La chica se encogió de hombros.
—Mi mamá solía decirme «Dahlia, hoy es un día seguro; puedes ir a jugar al patio».
Pero nunca tuvimos días seguros, los ataques nunca se detuvieron toda mi vida y el patio era un trozo de césped artificial encima del bloque habitacional donde jugaban los niños.
Khan sonrió y le dio una palmada en la cabeza calva.
—Mi madre también era así.
Pretendía que las cosas eran diferentes para no tener que preocuparse.
Cuando era joven, nuestra nave había sido casi destruida en un accidente, y pasamos muchos años reconstruyéndola.
No había lujos y no había mucho que hacer ya que apenas teníamos suficiente aire y energía para sobrevivir.
Max revisó sus recuerdos del incidente y vio el momento de terror cuando una mala comunicación entre los controladores de tráfico había llevado a que alguien abriera un portal justo al lado de su nave y entrara a toda velocidad mientras los escudos del vehículo Cazador estaban bajados para mantenimiento en una bahía de reparación de una estación espacial.
Los controladores de tráfico habían sido obligados a pagar, pero ese no fue un proceso rápido, con todas las apelaciones y burocracia de la Alianza, y habían pasado casi quince años antes de que su nave estuviera en niveles de habitabilidad más que de subsistencia.
Solo después de que ella creció y tomó el control de la nave lograron recuperar su antigua gloria.
—¿Y tú?
¿Alguna vez jugaste afuera?
—Dahlia preguntó a Max.
—De hecho lo hice.
Tenía un amigo llamado Dave que solía llevarme a pasear por el pueblo.

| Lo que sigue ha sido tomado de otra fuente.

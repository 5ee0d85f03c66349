//! Request and response bodies for the Gemini `generateContent` endpoint.
//!
//! Only the fields this crate uses are modelled. Everything else in the
//! response is ignored on deserialization.

use serde::{Deserialize, Serialize};
use serde_json::Value;

#[derive(Debug, Clone, Serialize)]
#[serde(rename_all = "camelCase")]
pub(super) struct GenerateContentRequest {
    #[serde(skip_serializing_if = "Option::is_none")]
    pub system_instruction: Option<Content>,
    pub contents: Vec<Content>,
    #[serde(skip_serializing_if = "Option::is_none")]
    pub tools: Option<Vec<Tool>>,
    #[serde(skip_serializing_if = "Option::is_none")]
    pub generation_config: Option<GenerationConfig>,
}

/// One turn of model input or output.
#[derive(Debug, Clone, PartialEq, Serialize, Deserialize)]
pub(super) struct Content {
    #[serde(default, skip_serializing_if = "Option::is_none")]
    pub role: Option<String>,
    #[serde(default)]
    pub parts: Vec<Part>,
}

impl Content {
    /// A user turn holding a single text part.
    pub fn user_text(text: impl Into<String>) -> Self {
        Self {
            role: Some("user".to_owned()),
            parts: vec![Part::text(text)],
        }
    }

    /// A role-less turn holding a single text part, for system instructions.
    pub fn system_text(text: impl Into<String>) -> Self {
        Self {
            role: None,
            parts: vec![Part::text(text)],
        }
    }

    /// A user turn answering `name`'s function call with `response`.
    pub fn function_response(name: impl Into<String>, response: Value) -> Self {
        Self {
            role: Some("user".to_owned()),
            parts: vec![Part {
                text: None,
                function_call: None,
                function_response: Some(FunctionResponse {
                    name: name.into(),
                    response,
                }),
            }],
        }
    }
}

#[derive(Debug, Clone, PartialEq, Serialize, Deserialize)]
#[serde(rename_all = "camelCase")]
pub(super) struct Part {
    #[serde(default, skip_serializing_if = "Option::is_none")]
    pub text: Option<String>,
    #[serde(default, skip_serializing_if = "Option::is_none")]
    pub function_call: Option<FunctionCall>,
    #[serde(default, skip_serializing_if = "Option::is_none")]
    pub function_response: Option<FunctionResponse>,
}

impl Part {
    /// A plain text part.
    pub fn text(text: impl Into<String>) -> Self {
        Self {
            text: Some(text.into()),
            function_call: None,
            function_response: None,
        }
    }
}

/// The model asking for one of the declared tools to be run.
#[derive(Debug, Clone, PartialEq, Serialize, Deserialize)]
pub(super) struct FunctionCall {
    pub name: String,
    #[serde(default)]
    pub args: Value,
}

#[derive(Debug, Clone, PartialEq, Serialize, Deserialize)]
pub(super) struct FunctionResponse {
    pub name: String,
    pub response: Value,
}

#[derive(Debug, Clone, Serialize)]
#[serde(rename_all = "camelCase")]
pub(super) struct Tool {
    pub function_declarations: Vec<FunctionDeclaration>,
}

#[derive(Debug, Clone, Serialize)]
pub(super) struct FunctionDeclaration {
    pub name: String,
    pub description: String,
    pub parameters: Value,
}

#[derive(Debug, Clone, Serialize)]
#[serde(rename_all = "camelCase")]
pub(super) struct GenerationConfig {
    pub response_mime_type: String,
    #[serde(skip_serializing_if = "Option::is_none")]
    pub response_schema: Option<Value>,
}

#[derive(Debug, Clone, Deserialize)]
pub(super) struct GenerateContentResponse {
    #[serde(default)]
    pub candidates: Vec<Candidate>,
}

#[derive(Debug, Clone, Deserialize)]
pub(super) struct Candidate {
    #[serde(default)]
    pub content: Option<Content>,
}

impl GenerateContentResponse {
    /// The first candidate's content, if the model produced any.
    pub fn content(&self) -> Option<&Content> {
        self.candidates.first().and_then(|c| c.content.as_ref())
    }

    /// The first text part of the first candidate.
    pub fn text(&self) -> Option<&str> {
        self.content()?
            .parts
            .iter()
            .find_map(|part| part.text.as_deref())
    }

    /// The first function call of the first candidate.
    pub fn function_call(&self) -> Option<&FunctionCall> {
        self.content()?
            .parts
            .iter()
            .find_map(|part| part.function_call.as_ref())
    }
}
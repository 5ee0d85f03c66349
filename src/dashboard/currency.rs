//! Currency formatting for dashboard figures.

use std::sync::OnceLock;

use numfmt::{Formatter, Precision};

/// Format an amount as a US dollar string, e.g. `-$1,234.50`.
pub fn format_currency(number: f64) -> String {
    static POSITIVE_FMT: OnceLock<Formatter> = OnceLock::new();

    let positive_fmt = POSITIVE_FMT.get_or_init(|| {
        Formatter::currency("$")
            .unwrap()
            .precision(Precision::Decimals(2))
    });

    static NEGATIVE_FMT: OnceLock<Formatter> = OnceLock::new();

    let negative_fmt = NEGATIVE_FMT.get_or_init(|| {
        Formatter::currency("-$")
            .unwrap()
            .precision(Precision::Decimals(2))
    });

    let mut formatted_string = if number < 0.0 {
        negative_fmt.fmt_string(number.abs())
    } else if number > 0.0 {
        positive_fmt.fmt_string(number)
    } else {
        // Zero is hardcoded as "0", so we must specify the formatted string for zero
        "$0.00".to_owned()
    };

    // numfmt omits the last trailing zero, so we must add it ourselves
    // For example, "12.30" is rendered as "12.3" so we append "0".
    if formatted_string.as_bytes()[formatted_string.len() - 3] != b'.' {
        formatted_string = format!("{formatted_string}0");
    }

    formatted_string
}
//! The AI assistant chat session.
//!
//! [ChatSession] owns a chat transcript and the small state machine around
//! it: it turns user input into an [AssistantRequest], blocks further input
//! while one is outstanding, and lands the reply (or a fallback) back in the
//! transcript. The session never talks to the network itself; callers pass
//! the request to a [PromptService] and hand the outcome back.

use serde::{Deserialize, Serialize};

use crate::{
    Error,
    prompt::{AssistantRequest, PromptService, TransactionFetch},
};

/// The assistant's opening message in every new session.
pub const GREETING: &str = "Hello! I'm BizSmart AI. How can I help you today?";

/// Shown in place of a reply when the prompt service fails.
pub const FALLBACK_REPLY: &str = "Sorry, something went wrong. Please try again.";

/// How many trailing messages are replayed to the model for context.
const HISTORY_WINDOW: usize = 10;

/// The persona and ground rules sent with every chat turn.
pub const SYSTEM_PROMPT: &str = r#"You are BizSmart AI, a friendly and expert financial assistant for small business owners.
Your goal is to provide helpful answers about the user's finances and guide them through the app.

## Application Features:
- **Dashboard**: The main overview of finances, showing total income, expenses, profit, and cash on hand.
- **Transactions**: A page to view and filter all financial transactions.
- **AI Insights**: A page that provides AI-generated financial summaries, burn rate, and suggestions.
- **Settings**: A page to manage company info, finance settings, and notifications.

## Your Capabilities:
- You can answer questions about the app's features.
- You can analyze the user's financial data to answer specific questions.
- **IMPORTANT**: When the user asks a question about their transactions, income, expenses, or any financial calculation, you MUST use the `getTransactionsTool` to fetch their data. Do not make up financial information. Base your answers on the data returned by the tool.

## Response Style:
- Be concise, friendly, and professional.
- Use markdown for formatting when it improves readability (e.g., lists, bold text).
"#;

/// Who authored a chat message.
#[derive(Debug, Clone, Copy, PartialEq, Eq, Serialize, Deserialize)]
#[serde(rename_all = "lowercase")]
pub enum ChatRole {
    /// The business owner.
    User,
    /// The assistant.
    Assistant,
}

impl ChatRole {
    /// The role's name as it appears in prompt transcripts.
    pub fn as_str(self) -> &'static str {
        match self {
            ChatRole::User => "user",
            ChatRole::Assistant => "assistant",
        }
    }
}

/// One message in a chat transcript.
#[derive(Debug, Clone, PartialEq, Serialize, Deserialize)]
pub struct ChatMessage {
    /// Who authored the message.
    pub role: ChatRole,
    /// The message text.
    pub content: String,
}

impl ChatMessage {
    /// A message authored by the business owner.
    pub fn user(content: impl Into<String>) -> Self {
        Self {
            role: ChatRole::User,
            content: content.into(),
        }
    }

    /// A message authored by the assistant.
    pub fn assistant(content: impl Into<String>) -> Self {
        Self {
            role: ChatRole::Assistant,
            content: content.into(),
        }
    }
}

#[derive(Debug, Clone, Copy, PartialEq, Eq)]
enum SessionState {
    Idle,
    AwaitingResponse,
}

/// A chat transcript and the turn-taking rules around it.
///
/// At most one request is in flight at a time: [ChatSession::submit] returns
/// `None` until the previous turn is resolved, mirroring a disabled input
/// box. Messages are stored exactly as typed.
#[derive(Debug, Clone, PartialEq)]
pub struct ChatSession {
    messages: Vec<ChatMessage>,
    state: SessionState,
}

impl ChatSession {
    /// Start a session opened by the assistant's greeting.
    pub fn new() -> Self {
        Self {
            messages: vec![ChatMessage::assistant(GREETING)],
            state: SessionState::Idle,
        }
    }

    /// The transcript so far, oldest message first.
    pub fn messages(&self) -> &[ChatMessage] {
        &self.messages
    }

    /// Whether a request is in flight and input is blocked.
    pub fn is_busy(&self) -> bool {
        self.state == SessionState::AwaitingResponse
    }

    /// Accept a user message and produce the request to answer it.
    ///
    /// The request's history holds the last ten messages as they stood
    /// before `text` was appended. Returns `None`, leaving the transcript
    /// untouched, when `text` is blank or a request is already in flight.
    pub fn submit(&mut self, text: &str) -> Option<AssistantRequest> {
        if self.is_busy() || text.trim().is_empty() {
            return None;
        }

        let history_start = self.messages.len().saturating_sub(HISTORY_WINDOW);
        let history = self.messages[history_start..].to_vec();

        self.messages.push(ChatMessage::user(text));
        self.state = SessionState::AwaitingResponse;

        Some(AssistantRequest {
            system_prompt: SYSTEM_PROMPT.to_owned(),
            history,
            message: text.to_owned(),
        })
    }

    /// Land the outcome of the in-flight request in the transcript.
    ///
    /// A successful outcome appends the reply; a failed one appends
    /// [FALLBACK_REPLY] so the conversation can continue. Does nothing when
    /// no request is in flight.
    pub fn resolve(&mut self, outcome: Result<String, Error>) {
        if self.state == SessionState::Idle {
            return;
        }

        match outcome {
            Ok(reply) => self.messages.push(ChatMessage::assistant(reply)),
            Err(error) => {
                tracing::warn!("The prompt service failed to answer: {error}");
                self.messages.push(ChatMessage::assistant(FALLBACK_REPLY));
            }
        }

        self.state = SessionState::Idle;
    }

    /// Run one full chat turn against `service`.
    ///
    /// Combines [ChatSession::submit] and [ChatSession::resolve], so the
    /// transcript always gains a reply or the fallback. Returns the
    /// assistant's new message, or `None` when the input was rejected.
    pub async fn send(
        &mut self,
        text: &str,
        service: &dyn PromptService,
        transactions: &dyn TransactionFetch,
    ) -> Option<&ChatMessage> {
        let request = self.submit(text)?;
        let outcome = service.answer(&request, transactions).await;
        self.resolve(outcome);

        self.messages.last()
    }
}

impl Default for ChatSession {
    fn default() -> Self {
        Self::new()
    }
}

#[cfg(test)]
mod tests {
    use async_trait::async_trait;

    use crate::{
        Error,
        assistant::{ChatMessage, ChatSession, FALLBACK_REPLY, GREETING},
        insight::{FinancialInsight, InsightRequest},
        prompt::{AssistantRequest, PromptService, TransactionFetch},
        transaction::Transaction,
    };

    struct CannedService {
        reply: Result<String, Error>,
    }

    #[async_trait]
    impl PromptService for CannedService {
        async fn generate_insight(
            &self,
            _request: &InsightRequest,
        ) -> Result<FinancialInsight, Error> {
            unreachable!("chat turns must not request insights")
        }

        async fn answer(
            &self,
            _request: &AssistantRequest,
            _transactions: &dyn TransactionFetch,
        ) -> Result<String, Error> {
            self.reply.clone()
        }
    }

    struct EmptyLedger;

    #[async_trait]
    impl TransactionFetch for EmptyLedger {
        async fn fetch_all(&self) -> Result<Vec<Transaction>, Error> {
            Ok(Vec::new())
        }
    }

    #[test]
    fn new_session_opens_with_the_greeting() {
        let session = ChatSession::new();

        assert_eq!(session.messages(), [ChatMessage::assistant(GREETING)]);
        assert!(!session.is_busy());
    }

    #[test]
    fn submit_captures_history_before_the_new_message() {
        let mut session = ChatSession::new();

        let request = session
            .submit("What did I spend on rent?")
            .expect("Could not submit message");

        assert_eq!(request.history, vec![ChatMessage::assistant(GREETING)]);
        assert_eq!(request.message, "What did I spend on rent?");
        assert_eq!(session.messages().len(), 2);
        assert_eq!(
            session.messages()[1],
            ChatMessage::user("What did I spend on rent?")
        );
        assert!(session.is_busy());
    }

    #[test]
    fn submit_keeps_messages_exactly_as_typed() {
        let mut session = ChatSession::new();

        let request = session
            .submit("  how much profit?  ")
            .expect("Could not submit");

        assert_eq!(request.message, "  how much profit?  ");
        assert_eq!(session.messages()[1].content, "  how much profit?  ");
    }

    #[test]
    fn submit_rejects_blank_messages() {
        let mut session = ChatSession::new();

        assert_eq!(session.submit("   "), None);
        assert_eq!(session.messages().len(), 1);
        assert!(!session.is_busy());
    }

    #[test]
    fn submit_rejects_input_while_a_request_is_in_flight() {
        let mut session = ChatSession::new();
        session.submit("first").expect("Could not submit");

        assert_eq!(session.submit("second"), None);
        assert_eq!(session.messages().len(), 2);
    }

    #[test]
    fn history_is_limited_to_the_last_ten_messages() {
        let mut session = ChatSession::new();
        for i in 0..6 {
            session.submit(&format!("q{i}")).expect("Could not submit");
            session.resolve(Ok(format!("a{i}")));
        }

        // Transcript is now greeting + 12 messages.
        let request = session.submit("next").expect("Could not submit");

        assert_eq!(request.history.len(), 10);
        assert_eq!(request.history[0], ChatMessage::user("q1"));
        assert_eq!(request.history[9], ChatMessage::assistant("a5"));
    }

    #[test]
    fn resolve_appends_the_reply_and_unblocks_input() {
        let mut session = ChatSession::new();
        session.submit("hello").expect("Could not submit");

        session.resolve(Ok("Hi! How can I help?".to_owned()));

        assert_eq!(
            session.messages().last(),
            Some(&ChatMessage::assistant("Hi! How can I help?"))
        );
        assert!(!session.is_busy());
    }

    #[test]
    fn resolve_falls_back_when_the_service_fails() {
        let mut session = ChatSession::new();
        session.submit("hello").expect("Could not submit");

        session.resolve(Err(Error::PromptTransport("connection reset".to_owned())));

        assert_eq!(
            session.messages().last(),
            Some(&ChatMessage::assistant(FALLBACK_REPLY))
        );
        assert!(!session.is_busy());
    }

    #[test]
    fn resolve_without_a_pending_request_is_ignored() {
        let mut session = ChatSession::new();

        session.resolve(Ok("stray reply".to_owned()));

        assert_eq!(session.messages(), [ChatMessage::assistant(GREETING)]);
    }

    #[tokio::test]
    async fn send_runs_a_full_turn() {
        let mut session = ChatSession::new();
        let service = CannedService {
            reply: Ok("You spent $300 on rent.".to_owned()),
        };

        let reply = session
            .send("What did I spend on rent?", &service, &EmptyLedger)
            .await
            .expect("No reply message");

        assert_eq!(reply, &ChatMessage::assistant("You spent $300 on rent."));
        assert_eq!(session.messages().len(), 3);
        assert!(!session.is_busy());
    }

    #[tokio::test]
    async fn send_lands_the_fallback_when_the_service_fails() {
        let mut session = ChatSession::new();
        let service = CannedService {
            reply: Err(Error::PromptStatus {
                status: 503,
                message: "overloaded".to_owned(),
            }),
        };

        let reply = session
            .send("hello", &service, &EmptyLedger)
            .await
            .expect("No reply message");

        assert_eq!(reply, &ChatMessage::assistant(FALLBACK_REPLY));
    }

    #[tokio::test]
    async fn send_returns_none_for_rejected_input() {
        let mut session = ChatSession::new();
        let service = CannedService {
            reply: Ok("unused".to_owned()),
        };

        let reply = session.send("   ", &service, &EmptyLedger).await;

        assert_eq!(reply, None);
        assert_eq!(session.messages().len(), 1);
    }
}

Él es un soldado retirado que había perdido el uso de sus piernas debido a una lesión, así que estaba en una silla de ruedas, si sabes lo que son.
Cuando era joven, hacíamos todo juntos —Max le contó con una sonrisa.
—Oh, nosotros también tenemos esas.
Me pregunto cómo sería vivir en un lugar donde pudieras salir así nomás —preguntó ella.
—Bueno, no puedo decir que fuera tan genial.
Vivíamos en un vecindario peligroso, pero ahora tengo una Compañía que tiene una nave de más de novecientos kilómetros de largo, así que salir por la nave se siente mucho como estar realmente afuera en un planeta.
Dahlia no creía que tal cosa pudiera existir, pero tanto Nico como Khan lo respaldaban.
—¿Podemos ver eso algún día?
Quiero ver una nave tan grande que puedas poner toda una ciudad en ella —suplicó.
—Por supuesto.
Tan pronto como terminemos aquí, iremos a visitar mi nuevo hogar.
Pero te diré, es mucho más grande que solo una ciudad.
Nico, muéstrale a esta encantadora joven el recorrido interior de Absolución en las gafas de RV.